Executives who adopt unique and positive perspectives can lead firms to find and exploit opportunities that others simply miss. In the mid-1990s, the Internet was mainly a communication tool for academics and government agencies. Jeff Bezos looked beyond these functions and viewed the Internet as a potential sales channel. After examining a number of different markets that he might enter using the Internet, Bezos saw strong profit potential in the bookselling business, and he began selling books online. Today, the company he created—Amazon—has expanded far beyond its original focus on books to become a dominant retailer in countless different markets. The late Steve Jobs at Apple appeared to take a similar perspective; he saw opportunities where others could not, and his firm has reaped significant benefits as a result.

 

Key Takeaway

  • Strategic management focuses on firms and the different strategies that they use to become and remain successful. Multiple views of strategy exist, and the 5 Ps described by Henry Mintzberg enhance understanding of the various ways in which firms conceptualize strategy.

Exercises

  1. Have you developed a strategy to manage your career? Should you make it more detailed? Why or why not?
  2. Identify an example of each of the 5 Ps of strategy other than the examples offered in this section.
  3. What business that you visit regularly seems to have the most successful business model? What makes the business model work?

 

References

Business in Vancouver. (Sept. 23-29, 2003) Issue 726. “WestJet soars on its price-leading strategy”.

Kafta, P. (2014). Apples TV Hobby is Now a Billion Dollar Business Web. Recode. Retrieved from http://recode.net/2014/02/28/apples-tv-hobby-is-now-a-billion-dollar-business/

Markoff, J. (1996, May 14). Apple unveils strategic plan of small steps. New York Times. Retrieved from http://www.nytimes.com/1996/05/14/business/apple-unveils-strategic -plan-of-small-steps.html

Mintzberg, H. (1987). The strategy concept I: Five Ps for strategy. California Management Review30(1), 11–24.

Porter, M. E. (1996, November–December). What is strategy? Harvard Business Review, 61–79.
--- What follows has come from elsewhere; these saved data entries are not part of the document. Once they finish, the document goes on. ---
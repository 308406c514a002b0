//! Interaction repository

use chrono::Local;
use rusqlite::Row;
use serde::{Deserialize, Serialize};

use super::DbPool;
use crate::{Error, Result};

/// Timestamp layout for stored interactions
///
/// Sorts lexicographically in chronological order.
pub const TIMESTAMP_FORMAT: &str = "%Y-%m-%d %H:%M:%S";

/// One stored exchange between a user and the assistant
#[derive(Debug, Clone, PartialEq, Eq, Serialize, Deserialize)]
pub struct Interaction {
    pub user_id: String,
    pub user_input: String,
    pub ai_response: String,
    pub timestamp: String,
}

impl Interaction {
    /// Create an interaction with an explicit timestamp
    #[must_use]
    pub fn new(
        user_id: impl Into<String>,
        user_input: impl Into<String>,
        ai_response: impl Into<String>,
        timestamp: impl Into<String>,
    ) -> Self {
        Self {
            user_id: user_id.into(),
            user_input: user_input.into(),
            ai_response: ai_response.into(),
            timestamp: timestamp.into(),
        }
    }

    /// Create an interaction stamped with the current local time
    #[must_use]
    pub fn now(
        user_id: impl Into<String>,
        user_input: impl Into<String>,
        ai_response: impl Into<String>,
    ) -> Self {
        let timestamp = Local::now().format(TIMESTAMP_FORMAT).to_string();
        Self::new(user_id, user_input, ai_response, timestamp)
    }

    fn from_row(row: &Row<'_>) -> rusqlite::Result<Self> {
        Ok(Self {
            user_id: row.get(0)?,
            user_input: row.get(1)?,
            ai_response: row.get(2)?,
            timestamp: row.get(3)?,
        })
    }
}

/// Persistence for conversation interactions
///
/// Callers in the turn path treat every method as best-effort.
pub trait InteractionStore: Send + Sync {
    /// Most recent interactions for a user, newest first, at most `limit`
    ///
    /// # Errors
    ///
    /// Returns error if the store cannot be queried
    fn find_recent(&self, user_id: &str, limit: usize) -> Result<Vec<Interaction>>;

    /// Append an interaction
    ///
    /// # Errors
    ///
    /// Returns error if the store cannot be written
    fn insert(&self, interaction: &Interaction) -> Result<()>;

    /// Full history for a user, oldest first
    ///
    /// # Errors
    ///
    /// Returns error if the store cannot be queried
    fn find_all(&self, user_id: &str) -> Result<Vec<Interaction>>;

    /// Check that the store is reachable
    ///
    /// # Errors
    ///
    /// Returns error if the store cannot be reached
    fn ping(&self) -> Result<()> {
        Ok(())
    }
}

/// `SQLite`-backed interaction store
#[derive(Clone)]
pub struct InteractionRepo {
    pool: DbPool,
}

impl InteractionRepo {
    /// Create a new interaction repository
    #[must_use]
    #[allow(clippy::missing_const_for_fn)]
    pub fn new(pool: DbPool) -> Self {
        Self { pool }
    }

    fn conn(&self) -> Result<super::DbConn> {
        self.pool
            .get()
            .map_err(|e| Error::StorageUnavailable(e.to_string()))
    }
}

impl InteractionStore for InteractionRepo {
    fn find_recent(&self, user_id: &str, limit: usize) -> Result<Vec<Interaction>> {
        let conn = self.conn()?;
        let limit = i64::try_from(limit).unwrap_or(i64::MAX);

        let mut stmt = conn
            .prepare(
                "SELECT user_id, user_input, ai_response, timestamp
                 FROM interactions WHERE user_id = ?1
                 ORDER BY timestamp DESC, id DESC
                 LIMIT ?2",
            )
            .map_err(|e| Error::Database(e.to_string()))?;

        let interactions = stmt
            .query_map(rusqlite::params![user_id, limit], Interaction::from_row)
            .map_err(|e| Error::Database(e.to_string()))?
            .collect::<rusqlite::Result<Vec<_>>>()?;

        Ok(interactions)
    }

    fn insert(&self, interaction: &Interaction) -> Result<()> {
        let conn = self.conn()?;

        conn.execute(
            "INSERT INTO interactions (user_id, user_input, ai_response, timestamp)
             VALUES (?1, ?2, ?3, ?4)",
            [
                &interaction.user_id,
                &interaction.user_input,
                &interaction.ai_response,
                &interaction.timestamp,
            ],
        )
        .map_err(|e| Error::Database(e.to_string()))?;

        tracing::debug!(user_id = %interaction.user_id, "interaction stored");
        Ok(())
    }

    fn find_all(&self, user_id: &str) -> Result<Vec<Interaction>> {
        let conn = self.conn()?;

        let mut stmt = conn
            .prepare(
                "SELECT user_id, user_input, ai_response, timestamp
                 FROM interactions WHERE user_id = ?1
                 ORDER BY timestamp ASC, id ASC",
            )
            .map_err(|e| Error::Database(e.to_string()))?;

        let interactions = stmt
            .query_map([user_id], Interaction::from_row)
            .map_err(|e| Error::Database(e.to_string()))?
            .collect::<rusqlite::Result<Vec<_>>>()?;

        Ok(interactions)
    }

    fn ping(&self) -> Result<()> {
        let conn = self.conn()?;
        conn.query_row("SELECT 1", [], |_| Ok(()))
            .map_err(|e| Error::Database(format!("query failed: {e}")))
    }
}
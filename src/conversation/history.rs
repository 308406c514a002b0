//! Conversation history trimming
//!
//! Token counts here are whitespace-delimited words, a cheap stand-in for the
//! model's tokenizer that keeps prompts inside the context window.

use crate::db::Interaction;

/// Default token budget for conversation history
pub const DEFAULT_TOKEN_BUDGET: usize = 300;

/// Approximate the number of model tokens in `text`
#[must_use]
pub fn count_tokens(text: &str) -> usize {
    text.split_whitespace().count()
}

/// Render a stored interaction as a prompt history entry
#[must_use]
pub fn format_interaction(interaction: &Interaction) -> String {
    format!(
        "User: {}\nAI: {}",
        interaction.user_input, interaction.ai_response
    )
}

/// Select the history entries that fit within `budget` tokens
///
/// `newest_first` is ordered newest to oldest, the way the store returns it.
/// Entries are accumulated starting from the oldest; accumulation stops at the
/// first entry that would push the total over `budget`, and that entry and
/// everything newer is dropped. The result is ordered oldest to newest.
#[must_use]
pub fn trim_history<S: AsRef<str>>(newest_first: &[S], budget: usize) -> Vec<String> {
    let mut trimmed = Vec::new();
    let mut total = 0;

    for entry in newest_first.iter().rev() {
        let entry = entry.as_ref();
        let tokens = count_tokens(entry);
        if total + tokens > budget {
            break;
        }
        trimmed.push(entry.to_string());
        total += tokens;
    }

    trimmed
}

#[cfg(test)]
mod tests {
    use super::*;

    fn total_tokens(entries: &[String]) -> usize {
        entries.iter().map(|e| count_tokens(e)).sum()
    }

    #[test]
    fn test_count_tokens() {
        assert_eq!(count_tokens(""), 0);
        assert_eq!(count_tokens("   "), 0);
        assert_eq!(count_tokens("User: Hi\nAI: Hello"), 4);
        assert_eq!(count_tokens("  spaced\t\tout\n words "), 3);
    }

    #[test]
    fn test_format_interaction() {
        let interaction = Interaction::new("u1", "Hi", "Hello", "2024-01-01 10:00:00");
        assert_eq!(format_interaction(&interaction), "User: Hi\nAI: Hello");
    }

    #[test]
    fn test_entry_over_budget_is_excluded() {
        let history = ["User: Hi\nAI: Hello"];
        assert!(trim_history(&history, 3).is_empty());
    }

    #[test]
    fn test_entry_within_budget_is_kept() {
        let history = ["User: Hi\nAI: Hello"];
        assert_eq!(trim_history(&history, 10), vec!["User: Hi\nAI: Hello"]);
    }

    #[test]
    fn test_output_is_oldest_first() {
        let newest_first = ["third", "second", "first"];
        assert_eq!(
            trim_history(&newest_first, 10),
            vec!["first", "second", "third"]
        );
    }

    #[test]
    fn test_stops_at_first_overflow() {
        // Oldest-first: [2 tokens, 5 tokens, 1 token]. Budget 4 keeps only the
        // oldest; the 1-token entry after the overflow is not considered.
        let newest_first = ["c", "b b b b b", "a a"];
        assert_eq!(trim_history(&newest_first, 4), vec!["a a"]);
    }

    #[test]
    fn test_oversized_oldest_entry_drops_everything() {
        let newest_first = ["small", "one two three four five six"];
        assert!(trim_history(&newest_first, 5).is_empty());
    }

    #[test]
    fn test_exact_budget_is_allowed() {
        let newest_first = ["c c", "b b", "a a"];
        let trimmed = trim_history(&newest_first, 6);
        assert_eq!(trimmed.len(), 3);
        assert_eq!(total_tokens(&trimmed), 6);
    }

    #[test]
    fn test_zero_budget() {
        let newest_first = ["a", "b"];
        assert!(trim_history(&newest_first, 0).is_empty());
    }

    #[test]
    fn test_total_never_exceeds_budget() {
        let newest_first: Vec<String> = (1..=12)
            .map(|n| vec!["word"; n].join(" "))
            .collect();

        for budget in 0..100 {
            let trimmed = trim_history(&newest_first, budget);
            assert!(total_tokens(&trimmed) <= budget);

            // Maximal: the next older-than-excluded entry would overflow
            let oldest_first: Vec<&String> = newest_first.iter().rev().collect();
            if let Some(next) = oldest_first.get(trimmed.len()) {
                assert!(total_tokens(&trimmed) + count_tokens(next) > budget);
            }
        }
    }

    #[test]
    fn test_trimming_is_idempotent() {
        let newest_first = ["x y z", "a b", "c d e f", "g"];
        for budget in [0, 1, 3, 5, 9, 20] {
            let once = trim_history(&newest_first, budget);
            // Re-trimming expects newest-first input
            let newest_again: Vec<String> = once.iter().rev().cloned().collect();
            let twice = trim_history(&newest_again, budget);
            assert_eq!(once, twice);
        }
    }
}
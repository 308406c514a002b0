//! Prompt assembly for the completion model

/// Marker the model continues from
pub const ASSISTANT_MARKER: &str = "AI:";

/// Build the model prompt from trimmed history and the new user input
///
/// History lines come first (oldest to newest), then the new turn and the
/// trailing [`ASSISTANT_MARKER`]. No truncation happens here.
#[must_use]
pub fn assemble_prompt<S: AsRef<str>>(history: &[S], user_input: &str) -> String {
    let turn = format!("User: {user_input}");
    let mut lines: Vec<&str> = history.iter().map(AsRef::as_ref).collect();
    lines.push(&turn);
    lines.push(ASSISTANT_MARKER);
    lines.join("\n")
}

#[cfg(test)]
mod tests {
    use super::*;
    use crate::conversation::trim_history;

    #[test]
    fn test_empty_history() {
        let history: [&str; 0] = [];
        assert_eq!(assemble_prompt(&history, "Book a table"), "User: Book a table\nAI:");
    }

    #[test]
    fn test_history_precedes_new_turn() {
        let history = ["User: Hi\nAI: Hello", "User: How are you?\nAI: Fine."];
        assert_eq!(
            assemble_prompt(&history, "Great"),
            "User: Hi\nAI: Hello\nUser: How are you?\nAI: Fine.\nUser: Great\nAI:"
        );
    }

    #[test]
    fn test_ends_with_marker_after_input() {
        let history = ["User: a\nAI: b"];
        let prompt = assemble_prompt(&history, "tomorrow at noon");
        assert!(prompt.ends_with("\nUser: tomorrow at noon\nAI:"));
    }

    #[test]
    fn test_trimmed_out_history() {
        let trimmed = trim_history(&["User: Hi\nAI: Hello"], 3);
        assert_eq!(assemble_prompt(&trimmed, "Hey"), "User: Hey\nAI:");
    }

    #[test]
    fn test_trimmed_in_history() {
        let trimmed = trim_history(&["User: Hi\nAI: Hello"], 10);
        assert_eq!(
            assemble_prompt(&trimmed, "Hey"),
            "User: Hi\nAI: Hello\nUser: Hey\nAI:"
        );
    }
}
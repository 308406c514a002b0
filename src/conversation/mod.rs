//! Conversation core: history trimming, prompt assembly, and turn handling

mod history;
mod prompt;
mod turn;

pub use history::{DEFAULT_TOKEN_BUDGET, count_tokens, format_interaction, trim_history};
pub use prompt::{ASSISTANT_MARKER, assemble_prompt};
pub use turn::{DEFAULT_HISTORY_LIMIT, TurnConfig, TurnHandler};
Slater, J. (2013, April 5). Charles Bronfman opens up about Seagram’s demise: ‘It is a disaster’. The Globe and Mail. Retrieved from http://www.theglobeandmail.com/report-on-business/seagrams-bronfman-had-thirst-for-justice/article16086892/#dashboard/follows/

Twain, M. (1876). Tom Sawyer Whitewashing the Fence. In Tom Sawyer (Chapter 2). Retrieved from http://www.pbs.org/marktwain/learnmore/writings_tom.html

Reuters.  (2011, March 2).  Pizza Maker Charged with Using Mice Against Competition.  Retrieved from:  http://www.reuters.com/article/2011/03/02/us-crime-pizza-idUSTRE7213UL20110302


  1. Economies of scale: A cost advantage created when a firm can produce a good or service at a lower per unit price due to producing the good or service in large quantities.
  2. Strategic ploy: A specific move designed to outwit or trick competitors.
  3. Strategy as pattern: The extent to which a firm’s actions over time are consistent.
  4. Strategy as position: A firm’s place in the industry relative to its competitors.
  5. Strategy as perspective: How executives interpret the competitive landscape around them.